##### SUPPLIED DATA #####
//! End-to-end bring-up against the software accelerator.

use bytes::Bytes;
use qat_chip::fwfmt::{mof, suof, uof};
use qat_chip::regfile::{ContextMode, RegClass};
use qat_chip::regs;
use qat_chip::ucode::{immed_w0, immed_w1, CTX_ARB_KILL, NOP};
use qat_chip::variant::{prod_type, Fuses};
use qat_chip::ChipVariant;
use qat_driver::testing::{reseal, signed_blob, ImageSpec, MofBuilder, SuofBuilder, UofBuilder};
use qat_driver::{
    AccelConfig, Accelerator, DeviceInfo, EngineState, ExecOptions, Fault, FcuCommand,
    HostDmaAllocator, LmWrite, MemoryFirmwareSource, QatError, SoftwareAccelerator,
};

const DH895_FW: &str = "qat_895xcc.bin";

/// Offset of the `u64` size in a MOF chunk header.
const CHUNK_SIZE_OFFSET: usize = qat_chip::fwfmt::CHUNK_ID_LEN + 8;

fn dh895(fw: impl Into<Bytes>) -> Accelerator<SoftwareAccelerator> {
    let src = MemoryFirmwareSource::new().with(DH895_FW, fw);
    let mut acc = Accelerator::simulated(ChipVariant::Dh895xcc, Box::new(src));
    acc.engine_init().expect("engine init");
    acc
}

fn uof_mof(builder: UofBuilder) -> Bytes {
    MofBuilder::new().uof("icp_qat_ae.uof", builder.build().to_vec()).build()
}

#[derive(Debug, PartialEq, Eq)]
struct Observed {
    ctx_enables: u32,
    cc_enable: u32,
    active: u32,
    lm_addr: (Option<u32>, Option<u32>),
    ustore: Vec<Option<u64>>,
}

fn observe(sim: &SoftwareAccelerator, ae: u8, ctx: u8) -> Observed {
    Observed {
        ctx_enables: sim.peek(ae, regs::CTX_ENABLES).unwrap_or_default(),
        cc_enable: sim.peek(ae, regs::CC_ENABLE).unwrap_or_default(),
        active: sim.peek(ae, regs::ACTIVE_CTX_STATUS).unwrap_or_default(),
        lm_addr: (
            sim.peek_indirect(ae, ctx, regs::LM_ADDR_0_INDIRECT),
            sim.peek_indirect(ae, ctx, regs::LM_ADDR_1_INDIRECT),
        ),
        ustore: (0..4).map(|a| sim.ustore_word(ae, a)).collect(),
    }
}

#[test]
fn transient_execution_restores_engine_state() {
    let mut acc = dh895(Bytes::new());
    let (ae, ctx) = (3, 2);
    let csr = acc.csr_mut();
    csr.ucode_write(ae, 0, &[0x0f0_0000_0001, 0x0f0_0000_0002, 0x0f0_0000_0003, 0x0f0_0000_0004])
        .unwrap();
    csr.write(ae, regs::CC_ENABLE, regs::cc_enable::CCE).unwrap();
    csr.indirect_write(ae, 1 << ctx, regs::LM_ADDR_0_INDIRECT, 0x40).unwrap();
    csr.indirect_write(ae, 1 << ctx, regs::LM_ADDR_1_INDIRECT, 0x80).unwrap();
    let before = observe(csr.bus(), ae, ctx);

    let prog = [immed_w1(0x04, true, 0xfeed_f00d), immed_w0(0x04, true, 0xfeed_f00d), NOP, CTX_ARB_KILL];
    csr.exec_ucode(ae, ctx, &prog, ExecOptions::for_program(prog.len())).unwrap();
    assert_eq!(observe(csr.bus(), ae, ctx), before);

    csr.bus_mut().inject(Fault::FrozenProfileCounter { ae });
    let err = csr.exec_ucode(ae, ctx, &prog, ExecOptions::for_program(prog.len())).unwrap_err();
    assert!(matches!(err, QatError::CsrTimeout { offset: regs::PROFILE_COUNT, .. }));
    assert_eq!(observe(csr.bus(), ae, ctx), before);
    assert_eq!(csr.state(ae).unwrap(), EngineState::Disabled);
}

#[test]
fn foreign_cpu_type_is_refused_before_any_write() {
    let mut acc = dh895(uof_mof(UofBuilder::new(prod_type::C62X)));
    let writes = acc.csr().bus().csr_writes();
    let err = acc.firmware_load(DH895_FW).unwrap_err();
    assert!(matches!(err, QatError::Unsupported { .. }));
    assert_eq!(acc.csr().bus().csr_writes(), writes);
    assert!(acc.firmware().is_none());
}

#[test]
fn odd_context_in_four_context_mode() {
    let mut acc = dh895(Bytes::new());
    acc.csr_mut().write_ctx_mode(5, ContextMode::Four).unwrap();
    let err = acc.read_register(5, 1, RegClass::GpaRel, 0).unwrap_err();
    assert!(matches!(err, QatError::InvalidArgument { .. }));
    acc.read_register(5, 2, RegClass::GpaRel, 0).unwrap();
}

#[test]
fn frozen_heartbeat_fails_init_with_no_context_enabled() {
    let src = MemoryFirmwareSource::new();
    let mut acc = Accelerator::simulated(ChipVariant::C3xxx, Box::new(src));
    acc.csr_mut().bus_mut().inject(Fault::FrozenProfileCounter { ae: 2 });
    let err = acc.engine_init().unwrap_err();
    assert!(matches!(err, QatError::CsrTimeout { ae: 2, offset: regs::PROFILE_COUNT }));
    let states = acc.engine_states().unwrap();
    assert!(states.iter().all(|&(_, s)| s == EngineState::Disabled));
}

#[test]
fn batched_local_memory_matches_unbatched_write() {
    let writes: Vec<LmWrite> = (0..6u16)
        .map(|i| LmWrite {
            addr: 0x100 + i * 8,
            bytes: (0..8u8).map(|b| b.wrapping_mul(17).wrapping_add(i as u8)).collect(),
        })
        .collect();
    let flat: Vec<u8> = writes.iter().flat_map(|w| w.bytes.iter().copied()).collect();

    let mut batched = dh895(Bytes::new());
    batched.csr_mut().put_lm_batch(1, &writes, 24).unwrap();
    let mut direct = dh895(Bytes::new());
    direct.csr_mut().write_local_memory(1, 0x100, &flat).unwrap();

    let a = batched.csr().bus().local_memory(1).unwrap();
    let b = direct.csr().bus().local_memory(1).unwrap();
    assert_eq!(&a[0x100..0x130], flat.as_slice());
    assert_eq!(a, b);
}

#[test]
fn truncated_chunk_with_valid_checksum_is_malformed() {
    let mut blob = uof_mof(UofBuilder::new(prod_type::DH895XCC)).to_vec();
    let size_at = mof::FILE_HDR_LEN + CHUNK_SIZE_OFFSET;
    let huge = (blob.len() as u64).to_le_bytes();
    blob[size_at..size_at + 8].copy_from_slice(&huge);
    reseal(&mut blob);

    let mut acc = dh895(blob);
    let err = acc.firmware_load(DH895_FW).unwrap_err();
    assert!(matches!(err, QatError::MalformedFirmware { .. }), "{err}");
}

#[test]
fn uof_initialises_memory_registers_and_microstore() {
    let words = vec![0x0123_4567_89ab, 0x0123_4567_89ac];
    let fw = uof_mof(
        UofBuilder::new(prod_type::DH895XCC)
            .lm_init(0, 0x40, &[(0, 0xdead_beef), (4, 0x1234_5678)])
            .image(
                ImageSpec::new("svc", 0b1, 0xff)
                    .words(0x10, words.clone())
                    .entry(0x10)
                    .init_reg(uof::INIT_REG, RegClass::GpaRel as u8, 3, 0xabcd)
                    .init_reg_ctx(2, RegClass::GpbRel as u8, 1, 0x77),
            ),
    );
    let mut acc = dh895(fw);
    acc.firmware_load(DH895_FW).unwrap();

    let lm = acc.csr().bus().local_memory(0).unwrap();
    assert_eq!(&lm[0x40..0x48], &[0xef, 0xbe, 0xad, 0xde, 0x78, 0x56, 0x34, 0x12]);
    for ctx in 0..8 {
        assert_eq!(acc.read_register(0, ctx, RegClass::GpaRel, 3).unwrap(), 0xabcd);
    }
    assert_eq!(acc.read_register(0, 2, RegClass::GpbRel, 1).unwrap(), 0x77);
    assert_eq!(acc.read_register(0, 3, RegClass::GpbRel, 1).unwrap(), 0);

    let stored = acc.csr_mut().ucode_read(0, 0x10, 2).unwrap();
    assert_eq!(stored, words.iter().map(|&w| qat_chip::ucode::set_ecc(w)).collect::<Vec<_>>());
    assert_eq!(acc.csr().bus().peek_indirect(0, 7, regs::CTX_STS_INDIRECT), Some(0x10));

    acc.engine_start().unwrap();
    assert_eq!(acc.engine_states().unwrap()[0].1, EngineState::Enabled);
    assert!(matches!(acc.read_register(0, 0, RegClass::GpaRel, 3).unwrap_err(), QatError::Busy { ae: 0 }));
}

#[test]
fn shared_engine_takes_each_image_fill_and_every_block() {
    use qat_chip::ucode::set_ecc;

    let (fill_a, fill_b) = (0x0aaa_0000_0001, 0x0bbb_0000_0002);
    let fw = uof_mof(
        UofBuilder::new(prod_type::DH895XCC)
            .image(ImageSpec::new("a", 0b1, 0x0f).fill(fill_a).words(0x000, vec![0x0123_4567_0001; 2]))
            .image(
                ImageSpec::new("b", 0b1, 0xf0)
                    .fill(fill_b)
                    .words(0x100, vec![0x0123_4567_0002; 2])
                    .words(0x200, vec![0x0123_4567_0003; 3])
                    .entry(0x100),
            ),
    );
    let mut acc = dh895(fw);
    acc.firmware_load(DH895_FW).unwrap();
    let csr = acc.csr_mut();

    // code from both images, including b's second block
    assert_eq!(csr.ucode_read(0, 0x000, 2).unwrap(), vec![set_ecc(0x0123_4567_0001); 2]);
    assert_eq!(csr.ucode_read(0, 0x100, 2).unwrap(), vec![set_ecc(0x0123_4567_0002); 2]);
    assert_eq!(csr.ucode_read(0, 0x200, 3).unwrap(), vec![set_ecc(0x0123_4567_0003); 3]);
    // holes left by both images carry the later image's pattern
    assert_eq!(csr.ucode_read(0, 0x002, 1).unwrap(), vec![set_ecc(fill_b)]);
    assert_eq!(csr.ucode_read(0, 0x203, 1).unwrap(), vec![set_ecc(fill_b)]);
    assert_eq!(csr.ucode_read(0, 0x3fff, 1).unwrap(), vec![set_ecc(fill_b)]);
    assert_eq!(csr.bus().peek_indirect(0, 4, regs::CTX_STS_INDIRECT), Some(0x100));
}

#[test]
fn suof_skips_fused_engines() {
    let fuses = Fuses { fusectl: 0b10, softstrap: 0 };
    let sim = SoftwareAccelerator::with_fuses(ChipVariant::C62x, fuses);
    let info = DeviceInfo::new(ChipVariant::C62x, fuses, 0);
    let fw = MofBuilder::new()
        .suof("icp_qat_ae.suof", SuofBuilder::new(prod_type::C62X).image("svc", 0x3ff, &[7; 16]).build().to_vec())
        .build();
    let src = MemoryFirmwareSource::new()
        .with("qat_c62x.bin", fw)
        .with("qat_c62x_mmp.bin", signed_blob(suof::CSS_MMP_FIRMWARE, &[0; 32]));
    let mut acc = Accelerator::new(
        sim,
        info,
        AccelConfig::for_simulation(&ChipVariant::C62x),
        Box::new(src),
        Box::new(HostDmaAllocator),
    );
    acc.engine_init().unwrap();
    acc.firmware_load_default().unwrap();
    acc.firmware_start(0, 0xff).unwrap();

    let loads: Vec<u8> = acc
        .csr()
        .bus()
        .fcu_log()
        .iter()
        .filter_map(|c| match c {
            FcuCommand::Load { ae } => Some(*ae),
            _ => None,
        })
        .collect();
    assert_eq!(loads, vec![0, 2, 3, 4, 5, 6, 7, 8, 9]);
    assert_eq!(acc.loaded_ae_mask(), 0x3fd);
}

#[test]
fn fcu_rejection_leaves_nothing_loaded() {
    let fw = SuofBuilder::new(prod_type::C3XXX).image("svc", 0x3f, &[]).build();
    let src = MemoryFirmwareSource::new()
        .with("qat_c3xxx.bin", fw)
        .with("qat_c3xxx_mmp.bin", signed_blob(suof::CSS_MMP_FIRMWARE, &[0; 32]));
    let mut acc = Accelerator::simulated(ChipVariant::C3xxx, Box::new(src));
    acc.engine_init().unwrap();
    acc.csr_mut().bus_mut().inject(Fault::FcuVerifyFail);
    let err = acc.firmware_load_default().unwrap_err();
    assert!(matches!(err, QatError::FirmwareAuthFailed { .. }));
    assert!(acc.firmware().is_none());
    assert!(matches!(acc.engine_start().unwrap_err(), QatError::NoFirmware));
}

#[test]
fn device_masks_follow_fuses() {
    let info = DeviceInfo::new(ChipVariant::C3xxx, Fuses::default(), 0);
    assert_eq!(info.ae_mask(), 0x3f);
    assert_eq!(info.accel_mask(), 0x7);
    let fused = DeviceInfo::new(ChipVariant::C3xxx, Fuses { fusectl: 0, softstrap: 0b1000 }, 0);
    assert_eq!(fused.ae_mask(), 0x37);
}

#[test]
#[ignore] // Requires hardware
fn hardware_bring_up() {
    let addr = std::env::var("QAT_TEST_DEVICE").unwrap_or_else(|_| "0000:3d:00.0".to_string());
    let mut acc = Accelerator::open(&addr).expect("attach");
    acc.engine_init().expect("engine init");
    acc.firmware_load_default().expect("firmware load");
    acc.engine_start().expect("engine start");
    for (ae, state) in acc.engine_states().expect("engine states") {
        println!("AE{ae}: {state:?}");
    }
}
#####
» **WHAT TO WORK ON**:
Copy all lines of the records in which the string "GpbRel" can be found.

» **EXERCISE ANSWER**:
                    .init_reg_ctx(2, RegClass::GpbRel as u8, 1, 0x77),
    assert_eq!(acc.read_register(0, 2, RegClass::GpbRel, 1).unwrap(), 0x77);
    assert_eq!(acc.read_register(0, 3, RegClass::GpbRel, 1).unwrap(), 0);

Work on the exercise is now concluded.